◆ The task ◆
Where the word "filename" appears in a line of the entries below, count that line and give the total alone.

........

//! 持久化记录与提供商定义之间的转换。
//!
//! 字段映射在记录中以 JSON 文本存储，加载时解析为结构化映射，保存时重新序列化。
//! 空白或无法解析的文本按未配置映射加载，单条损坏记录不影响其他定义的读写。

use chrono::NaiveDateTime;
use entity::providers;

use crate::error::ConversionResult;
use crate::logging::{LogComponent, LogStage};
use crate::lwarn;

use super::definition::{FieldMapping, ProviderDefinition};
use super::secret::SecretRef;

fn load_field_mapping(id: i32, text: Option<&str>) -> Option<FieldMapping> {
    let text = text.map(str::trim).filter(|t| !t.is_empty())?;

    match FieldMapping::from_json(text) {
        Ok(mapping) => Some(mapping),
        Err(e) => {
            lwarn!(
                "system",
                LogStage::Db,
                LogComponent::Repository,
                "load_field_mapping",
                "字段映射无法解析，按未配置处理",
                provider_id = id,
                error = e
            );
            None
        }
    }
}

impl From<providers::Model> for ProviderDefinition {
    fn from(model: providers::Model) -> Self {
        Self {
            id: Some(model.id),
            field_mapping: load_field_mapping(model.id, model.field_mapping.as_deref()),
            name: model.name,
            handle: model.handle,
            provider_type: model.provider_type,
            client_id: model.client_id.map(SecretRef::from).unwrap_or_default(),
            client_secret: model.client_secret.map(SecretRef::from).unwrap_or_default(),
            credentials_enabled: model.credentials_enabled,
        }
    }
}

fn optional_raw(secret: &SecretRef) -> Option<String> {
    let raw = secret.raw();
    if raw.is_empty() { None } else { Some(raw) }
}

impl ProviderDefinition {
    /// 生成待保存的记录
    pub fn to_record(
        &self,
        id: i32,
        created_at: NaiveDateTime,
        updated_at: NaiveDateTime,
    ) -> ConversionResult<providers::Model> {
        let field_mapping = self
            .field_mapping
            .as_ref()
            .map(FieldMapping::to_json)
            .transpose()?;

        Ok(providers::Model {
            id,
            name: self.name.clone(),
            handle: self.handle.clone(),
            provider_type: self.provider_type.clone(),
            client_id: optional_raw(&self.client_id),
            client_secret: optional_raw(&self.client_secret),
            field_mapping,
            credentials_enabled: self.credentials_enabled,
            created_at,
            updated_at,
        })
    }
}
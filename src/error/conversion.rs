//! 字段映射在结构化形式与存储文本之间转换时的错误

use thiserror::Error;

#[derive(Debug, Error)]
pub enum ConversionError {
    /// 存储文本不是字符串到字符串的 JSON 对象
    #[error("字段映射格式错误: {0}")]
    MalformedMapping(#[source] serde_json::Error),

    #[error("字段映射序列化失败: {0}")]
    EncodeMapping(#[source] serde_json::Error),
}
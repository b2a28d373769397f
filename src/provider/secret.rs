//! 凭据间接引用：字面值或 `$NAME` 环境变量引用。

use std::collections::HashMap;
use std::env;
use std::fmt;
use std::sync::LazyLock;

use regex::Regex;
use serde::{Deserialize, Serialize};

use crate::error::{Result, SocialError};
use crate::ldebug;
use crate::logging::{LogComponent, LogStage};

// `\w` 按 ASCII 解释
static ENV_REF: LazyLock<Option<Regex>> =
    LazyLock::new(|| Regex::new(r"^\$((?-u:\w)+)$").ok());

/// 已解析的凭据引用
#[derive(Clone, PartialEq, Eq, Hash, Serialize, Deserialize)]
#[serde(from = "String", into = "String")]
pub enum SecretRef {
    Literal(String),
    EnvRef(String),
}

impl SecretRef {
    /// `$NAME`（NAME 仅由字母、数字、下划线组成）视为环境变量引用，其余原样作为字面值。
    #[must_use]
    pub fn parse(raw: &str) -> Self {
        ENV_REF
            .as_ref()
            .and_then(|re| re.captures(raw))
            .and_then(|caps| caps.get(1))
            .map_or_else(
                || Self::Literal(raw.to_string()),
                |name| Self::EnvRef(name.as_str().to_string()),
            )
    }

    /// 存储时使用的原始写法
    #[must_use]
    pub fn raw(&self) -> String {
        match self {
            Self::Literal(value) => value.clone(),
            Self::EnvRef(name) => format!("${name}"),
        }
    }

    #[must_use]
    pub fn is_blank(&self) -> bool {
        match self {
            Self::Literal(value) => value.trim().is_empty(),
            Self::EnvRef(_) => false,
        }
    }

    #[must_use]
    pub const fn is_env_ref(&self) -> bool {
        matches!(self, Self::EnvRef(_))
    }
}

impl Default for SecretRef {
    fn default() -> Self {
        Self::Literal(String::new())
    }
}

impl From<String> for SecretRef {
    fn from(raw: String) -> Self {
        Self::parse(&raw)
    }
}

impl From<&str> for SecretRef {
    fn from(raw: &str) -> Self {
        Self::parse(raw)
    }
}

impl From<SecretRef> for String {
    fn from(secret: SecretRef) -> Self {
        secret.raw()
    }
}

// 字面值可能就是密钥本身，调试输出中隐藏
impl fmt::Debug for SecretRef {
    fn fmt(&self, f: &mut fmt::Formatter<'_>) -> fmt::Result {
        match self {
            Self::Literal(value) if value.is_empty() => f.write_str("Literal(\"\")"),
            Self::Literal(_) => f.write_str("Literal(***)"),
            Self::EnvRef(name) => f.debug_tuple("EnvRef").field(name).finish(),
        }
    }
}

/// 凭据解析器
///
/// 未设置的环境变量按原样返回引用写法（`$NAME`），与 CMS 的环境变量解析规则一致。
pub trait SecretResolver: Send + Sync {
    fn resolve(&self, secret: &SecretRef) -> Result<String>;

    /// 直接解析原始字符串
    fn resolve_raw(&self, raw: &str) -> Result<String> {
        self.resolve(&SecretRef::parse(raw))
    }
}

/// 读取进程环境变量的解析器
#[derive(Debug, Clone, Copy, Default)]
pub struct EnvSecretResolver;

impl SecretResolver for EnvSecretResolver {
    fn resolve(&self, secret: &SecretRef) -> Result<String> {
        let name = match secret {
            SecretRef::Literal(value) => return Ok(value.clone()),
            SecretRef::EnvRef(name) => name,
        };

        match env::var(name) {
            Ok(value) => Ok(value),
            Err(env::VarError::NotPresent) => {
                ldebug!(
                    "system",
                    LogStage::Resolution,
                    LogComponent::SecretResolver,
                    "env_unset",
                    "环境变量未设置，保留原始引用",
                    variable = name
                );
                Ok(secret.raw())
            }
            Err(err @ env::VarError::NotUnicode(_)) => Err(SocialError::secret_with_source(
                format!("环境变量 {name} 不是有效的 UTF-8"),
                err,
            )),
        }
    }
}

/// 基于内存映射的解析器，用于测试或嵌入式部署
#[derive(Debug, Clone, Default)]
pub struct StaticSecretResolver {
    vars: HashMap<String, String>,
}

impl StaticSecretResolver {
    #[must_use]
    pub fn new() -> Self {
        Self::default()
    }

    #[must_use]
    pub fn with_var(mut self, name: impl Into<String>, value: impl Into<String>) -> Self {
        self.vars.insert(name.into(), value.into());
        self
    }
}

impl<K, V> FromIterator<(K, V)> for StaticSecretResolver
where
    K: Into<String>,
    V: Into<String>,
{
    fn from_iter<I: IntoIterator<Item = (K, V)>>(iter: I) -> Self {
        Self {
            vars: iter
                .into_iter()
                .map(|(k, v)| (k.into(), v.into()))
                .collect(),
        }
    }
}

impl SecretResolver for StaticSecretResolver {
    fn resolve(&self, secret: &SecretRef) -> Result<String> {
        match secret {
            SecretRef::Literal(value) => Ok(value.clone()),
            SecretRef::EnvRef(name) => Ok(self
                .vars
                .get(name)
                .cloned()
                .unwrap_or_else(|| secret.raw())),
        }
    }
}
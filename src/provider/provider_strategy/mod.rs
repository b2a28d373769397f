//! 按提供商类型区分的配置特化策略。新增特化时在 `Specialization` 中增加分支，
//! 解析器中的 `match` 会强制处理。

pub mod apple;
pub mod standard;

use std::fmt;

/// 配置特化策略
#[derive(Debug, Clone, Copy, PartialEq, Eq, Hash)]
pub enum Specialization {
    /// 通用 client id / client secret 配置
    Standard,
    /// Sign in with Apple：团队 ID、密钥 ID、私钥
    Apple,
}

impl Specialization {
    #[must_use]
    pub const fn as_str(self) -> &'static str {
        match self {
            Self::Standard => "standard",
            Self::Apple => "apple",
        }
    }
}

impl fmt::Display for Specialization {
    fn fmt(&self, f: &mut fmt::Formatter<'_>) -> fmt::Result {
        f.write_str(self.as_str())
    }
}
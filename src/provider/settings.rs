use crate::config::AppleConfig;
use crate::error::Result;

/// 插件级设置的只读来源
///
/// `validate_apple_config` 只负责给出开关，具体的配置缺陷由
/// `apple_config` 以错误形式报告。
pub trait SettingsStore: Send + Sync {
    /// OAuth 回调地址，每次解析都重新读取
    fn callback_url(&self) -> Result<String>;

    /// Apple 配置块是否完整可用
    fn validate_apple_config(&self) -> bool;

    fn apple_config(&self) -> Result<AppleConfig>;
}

........

◆ Exercise result ◆
4